Featured Image
Caden CoxTwitter

NELSONVILLE, Ohio (LifeSiteNews) – On September 11, Caden Cox became the first known person with Down syndrome in history to play and score a point in a college football game.

Caden’s mother, Mari Cox, told ESPN College Football that despite being told by a special needs counselor when Caden was in first grade that he would never go to college or even graduate from high school, she and her husband always encouraged Caden to “go for it” when it came to his interests.

From an early age, Caden was already practicing taekwondo, and he now has a black belt, his mother said. He played percussion in band, threw the shot put and discus in track and field, was on his high school dive team and football team, and he “was instrumental in helping start” a high school “inclusion club.”

“He’s always loved football,” said his father, Kevin Cox.

Mari Cox shared how, having already played for his high school football team, “Caden was like, hey, why not try [college] football?”
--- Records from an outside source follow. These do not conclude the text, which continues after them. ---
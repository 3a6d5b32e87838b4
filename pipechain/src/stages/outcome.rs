//! Typed outcome reported for every stage of a pipeline run.

use crate::core::{ExitClass, StageRole};
use chrono::{DateTime, Utc};
use serde::{Deserialize, Serialize};
use std::time::Duration;

/// How one stage's run ended.
#[derive(Debug, Clone, PartialEq, Serialize, Deserialize)]
pub struct StageOutcome {
    /// Position of the stage in the pipeline (0 is the producer).
    pub stage_index: usize,
    /// Stage display name.
    pub stage_name: String,
    /// Stage role.
    pub role: StageRole,
    /// How the process ended.
    pub exit_class: ExitClass,
    /// Captured diagnostic text (empty unless the stage captures diagnostics).
    #[serde(default)]
    pub diagnostics: String,
    /// Bytes of diagnostics dropped because the capture buffer was full.
    #[serde(default)]
    pub diagnostics_dropped: u64,
    /// Secondary problems observed while supervising the stage.
    #[serde(default, skip_serializing_if = "Vec::is_empty")]
    pub notes: Vec<String>,
    /// Whether the failure was classified as a symptom of another stage's failure.
    #[serde(default)]
    pub collateral: bool,
    /// OS process id, when the stage was launched.
    #[serde(skip_serializing_if = "Option::is_none")]
    pub pid: Option<u32>,
    /// When the stage was launched (or would have been).
    pub started_at: DateTime<Utc>,
    /// Wall-clock duration in milliseconds.
    pub duration_ms: f64,
}

impl StageOutcome {
    /// Creates an outcome with no diagnostics and zero duration.
    #[must_use]
    pub fn new(
        stage_index: usize,
        stage_name: impl Into<String>,
        role: StageRole,
        exit_class: ExitClass,
    ) -> Self {
        Self {
            stage_index,
            stage_name: stage_name.into(),
            role,
            exit_class,
            diagnostics: String::new(),
            diagnostics_dropped: 0,
            notes: Vec::new(),
            collateral: false,
            pid: None,
            started_at: Utc::now(),
            duration_ms: 0.0,
        }
    }

    /// Sets the diagnostic text.
    #[must_use]
    pub fn with_diagnostics(mut self, text: impl Into<String>) -> Self {
        self.diagnostics = text.into();
        self
    }

    /// Adds a supervision note.
    #[must_use]
    pub fn with_note(mut self, note: impl Into<String>) -> Self {
        self.notes.push(note.into());
        self
    }

    /// Sets the process id.
    #[must_use]
    pub fn with_pid(mut self, pid: Option<u32>) -> Self {
        self.pid = pid;
        self
    }

    /// Sets the timing.
    #[must_use]
    pub fn with_timing(mut self, started_at: DateTime<Utc>, elapsed: Duration) -> Self {
        self.started_at = started_at;
        self.duration_ms = elapsed.as_secs_f64() * 1000.0;
        self
    }

    /// Returns the wall-clock duration.
    #[must_use]
    pub fn duration(&self) -> Duration {
        Duration::from_secs_f64(self.duration_ms.max(0.0) / 1000.0)
    }

    /// Returns true if the stage exited cleanly.
    #[must_use]
    pub fn is_success(&self) -> bool {
        self.exit_class.is_success()
    }

    /// Returns true if the stage failed for its own reasons (not collateral).
    #[must_use]
    pub fn is_fault(&self) -> bool {
        !self.is_success() && !self.collateral
    }
}
//! Structured cancellation utilities.
//!
//! This module provides:
//! - CancellationToken carrying a typed [`CancelReason`]
//! - OrderedTaskGroup for joining supervisor tasks in stage order

mod task_group;
mod token;

pub use task_group::OrderedTaskGroup;
pub use token::{CancelReason, CancellationToken};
Caden’s “natural choice” was Hocking College, where his mother works, his dad coaches, and older brother Zane once kicked. It is the only junior college in Ohio with a football program.

Hocking College head coach Ted Egger said his first question was, “Can he kick?”

“And we saw that he could do that, and he was one of those young men that deserved an opportunity to get his degree and play football while doing it,” Egger said.

In games, Caden wears No. 21, which represents the 21st chromosome characteristic of Down syndrome.

It was during the third quarter of a home game against Sussex Community College on September 11 when Caden was given the opportunity to attempt an extra point that “made history.”

“He was beaming. He said, ‘I did it, mom!’” Mari Cox recounted. Caden shared how people told him it “was an awesome kick.”

Caden went on to finish the season “a perfect 4 for 4 in extra points,” and he “already had a name, image and likeness endorsement.”

He currently has his sights set on Ohio State University after he earns his associate’s degree.

“He has set a benchmark showing the parents of all these children born with these disabilities, anything’s possible,” Kevin Cox said. “That kid’s living proof.”

In 2015, the pro-life Charlotte Lozier Institute estimated that abortion reduces the Down community in the United States by 30%. It has been estimated that 90% of babies in Great Britain who receive a Down syndrome diagnosis are aborted, 65% in Norway, virtually 100% in Iceland, and 95% in Spain.

Despite the challenges of Down syndrome, a 2011 study published in the American Journal of Medical Genetics found that 99% of people with Down syndrome described themselves as “happy,” and only 4% of parents with Down children expressed regret about having their child. Yet around the world, Down syndrome is seen as a justification for aborting preborn children.

Earlier this year, the Sixth Circuit Court of Appeals upheld Ohio’s “Down Syndrome Non-Discrimination Act,” reversing an earlier ruling that had struck down the law. The Act “prohibits abortions chosen on the basis of a prenatal Down syndrome diagnosis.”

The sponsor of a similar law in Utah, state Rep. Karianne Lisonbee, told Deseret News as the bill was being considered, “In recent years there has been a shocking increase in abortions performed for no other reason than because a prenatal test identified the potential for a trait a parent didn’t like. For a society that claims to uphold tolerance and inclusiveness, it appears we still have a long way to go.”